[Collected data entries]
--- --- ---
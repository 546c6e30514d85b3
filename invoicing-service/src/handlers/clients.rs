use axum::{
    extract::{Path, Query, State},
    http::StatusCode,
    response::IntoResponse,
    Json,
};
use service_core::error::AppError;
use uuid::Uuid;

use crate::dtos::catalog::{
    CatalogQuery, ClientRemovalResponse, CreateClientRequest, UpdateClientRequest,
};
use crate::dtos::ErrorResponse;
use crate::middleware::CurrentActor;
use crate::models::{Client, ClientRemoval, ListClientsFilter};
use crate::services::ClientDetail;
use crate::utils::ValidatedJson;
use crate::AppState;

/// List clients of the caller's company
#[utoipa::path(
    get,
    path = "/clients",
    params(CatalogQuery),
    responses((status = 200, description = "Clients", body = Vec<Client>)),
    security(("bearer_auth" = [])),
    tag = "Clients"
)]
pub async fn list_clients(
    State(state): State<AppState>,
    CurrentActor(actor): CurrentActor,
    Query(query): Query<CatalogQuery>,
) -> Result<Json<Vec<Client>>, AppError> {
    let filter = ListClientsFilter::from(query);
    let clients = state.store.list_clients(actor.company_id(), &filter).await?;
    Ok(Json(clients))
}

/// Add a client
#[utoipa::path(
    post,
    path = "/clients",
    request_body = CreateClientRequest,
    responses(
        (status = 201, description = "Client created", body = Client),
        (status = 402, description = "Plan limit reached", body = ErrorResponse),
        (status = 422, description = "Validation error", body = ErrorResponse)
    ),
    security(("bearer_auth" = [])),
    tag = "Clients"
)]
pub async fn create_client(
    State(state): State<AppState>,
    CurrentActor(actor): CurrentActor,
    ValidatedJson(req): ValidatedJson<CreateClientRequest>,
) -> Result<impl IntoResponse, AppError> {
    let client = state.catalog.create_client(&actor, req.into()).await?;
    Ok((StatusCode::CREATED, Json(client)))
}

/// A client with their balance
#[utoipa::path(
    get,
    path = "/clients/{client_id}",
    params(("client_id" = Uuid, Path, description = "Client ID")),
    responses(
        (status = 200, description = "Client", body = ClientDetail),
        (status = 404, description = "Client not found", body = ErrorResponse)
    ),
    security(("bearer_auth" = [])),
    tag = "Clients"
)]
pub async fn get_client(
    State(state): State<AppState>,
    CurrentActor(actor): CurrentActor,
    Path(client_id): Path<Uuid>,
) -> Result<Json<ClientDetail>, AppError> {
    let detail = state.catalog.get_client(actor.company_id(), client_id).await?;
    Ok(Json(detail))
}

/// Update a client
#[utoipa::path(
    put,
    path = "/clients/{client_id}",
    params(("client_id" = Uuid, Path, description = "Client ID")),
    request_body = UpdateClientRequest,
    responses(
        (status = 200, description = "Client updated", body = Client),
        (status = 404, description = "Client not found", body = ErrorResponse)
    ),
    security(("bearer_auth" = [])),
    tag = "Clients"
)]
pub async fn update_client(
    State(state): State<AppState>,
    CurrentActor(actor): CurrentActor,
    Path(client_id): Path<Uuid>,
    ValidatedJson(req): ValidatedJson<UpdateClientRequest>,
) -> Result<Json<Client>, AppError> {
    let client = state
        .catalog
        .update_client(&actor, client_id, &req.into())
        .await?;
    Ok(Json(client))
}

/// Delete a client. Clients with invoices are deactivated instead.
#[utoipa::path(
    delete,
    path = "/clients/{client_id}",
    params(("client_id" = Uuid, Path, description = "Client ID")),
    responses(
        (status = 200, description = "Client removed", body = ClientRemovalResponse),
        (status = 404, description = "Client not found", body = ErrorResponse)
    ),
    security(("bearer_auth" = [])),
    tag = "Clients"
)]
pub async fn delete_client(
    State(state): State<AppState>,
    CurrentActor(actor): CurrentActor,
    Path(client_id): Path<Uuid>,
) -> Result<Json<ClientRemovalResponse>, AppError> {
    let removal = state.catalog.delete_client(&actor, client_id).await?;
    Ok(Json(ClientRemovalResponse {
        client_id,
        deleted: removal == ClientRemoval::Deleted,
    }))
}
--- --- ---
Your objective. After reading the data, retype all of it exactly as it reads.

Answer to the exercise.
repository 546c6e30514d85b3
filename invoicing-service/src/handlers/clients.rs
use axum::{
    extract::{Path, Query, State},
    http::StatusCode,
    response::IntoResponse,
    Json,
};
use service_core::error::AppError;
use uuid::Uuid;

use crate::dtos::catalog::{
    CatalogQuery, ClientRemovalResponse, CreateClientRequest, UpdateClientRequest,
};
use crate::dtos::ErrorResponse;
use crate::middleware::CurrentActor;
use crate::models::{Client, ClientRemoval, ListClientsFilter};
use crate::services::ClientDetail;
use crate::utils::ValidatedJson;
use crate::AppState;

/// List clients of the caller's company
#[utoipa::path(
    get,
    path = "/clients",
    params(CatalogQuery),
    responses((status = 200, description = "Clients", body = Vec<Client>)),
    security(("bearer_auth" = [])),
    tag = "Clients"
)]
pub async fn list_clients(
    State(state): State<AppState>,
    CurrentActor(actor): CurrentActor,
    Query(query): Query<CatalogQuery>,
) -> Result<Json<Vec<Client>>, AppError> {
    let filter = ListClientsFilter::from(query);
    let clients = state.store.list_clients(actor.company_id(), &filter).await?;
    Ok(Json(clients))
}

/// Add a client
#[utoipa::path(
    post,
    path = "/clients",
    request_body = CreateClientRequest,
    responses(
        (status = 201, description = "Client created", body = Client),
        (status = 402, description = "Plan limit reached", body = ErrorResponse),
        (status = 422, description = "Validation error", body = ErrorResponse)
    ),
    security(("bearer_auth" = [])),
    tag = "Clients"
)]
pub async fn create_client(
    State(state): State<AppState>,
    CurrentActor(actor): CurrentActor,
    ValidatedJson(req): ValidatedJson<CreateClientRequest>,
) -> Result<impl IntoResponse, AppError> {
    let client = state.catalog.create_client(&actor, req.into()).await?;
    Ok((StatusCode::CREATED, Json(client)))
}

/// A client with their balance
#[utoipa::path(
    get,
    path = "/clients/{client_id}",
    params(("client_id" = Uuid, Path, description = "Client ID")),
    responses(
        (status = 200, description = "Client", body = ClientDetail),
        (status = 404, description = "Client not found", body = ErrorResponse)
    ),
    security(("bearer_auth" = [])),
    tag = "Clients"
)]
pub async fn get_client(
    State(state): State<AppState>,
    CurrentActor(actor): CurrentActor,
    Path(client_id): Path<Uuid>,
) -> Result<Json<ClientDetail>, AppError> {
    let detail = state.catalog.get_client(actor.company_id(), client_id).await?;
    Ok(Json(detail))
}

/// Update a client
#[utoipa::path(
    put,
    path = "/clients/{client_id}",
    params(("client_id" = Uuid, Path, description = "Client ID")),
    request_body = UpdateClientRequest,
    responses(
        (status = 200, description = "Client updated", body = Client),
        (status = 404, description = "Client not found", body = ErrorResponse)
    ),
    security(("bearer_auth" = [])),
    tag = "Clients"
)]
pub async fn update_client(
    State(state): State<AppState>,
    CurrentActor(actor): CurrentActor,
    Path(client_id): Path<Uuid>,
    ValidatedJson(req): ValidatedJson<UpdateClientRequest>,
) -> Result<Json<Client>, AppError> {
    let client = state
        .catalog
        .update_client(&actor, client_id, &req.into())
        .await?;
    Ok(Json(client))
}

/// Delete a client. Clients with invoices are deactivated instead.
#[utoipa::path(
    delete,
    path = "/clients/{client_id}",
    params(("client_id" = Uuid, Path, description = "Client ID")),
    responses(
        (status = 200, description = "Client removed", body = ClientRemovalResponse),
        (status = 404, description = "Client not found", body = ErrorResponse)
    ),
    security(("bearer_auth" = [])),
    tag = "Clients"
)]
pub async fn delete_client(
    State(state): State<AppState>,
    CurrentActor(actor): CurrentActor,
    Path(client_id): Path<Uuid>,
) -> Result<Json<ClientRemovalResponse>, AppError> {
    let removal = state.catalog.delete_client(&actor, client_id).await?;
    Ok(Json(ClientRemovalResponse {
        client_id,
        deleted: removal == ClientRemoval::Deleted,
    }))
}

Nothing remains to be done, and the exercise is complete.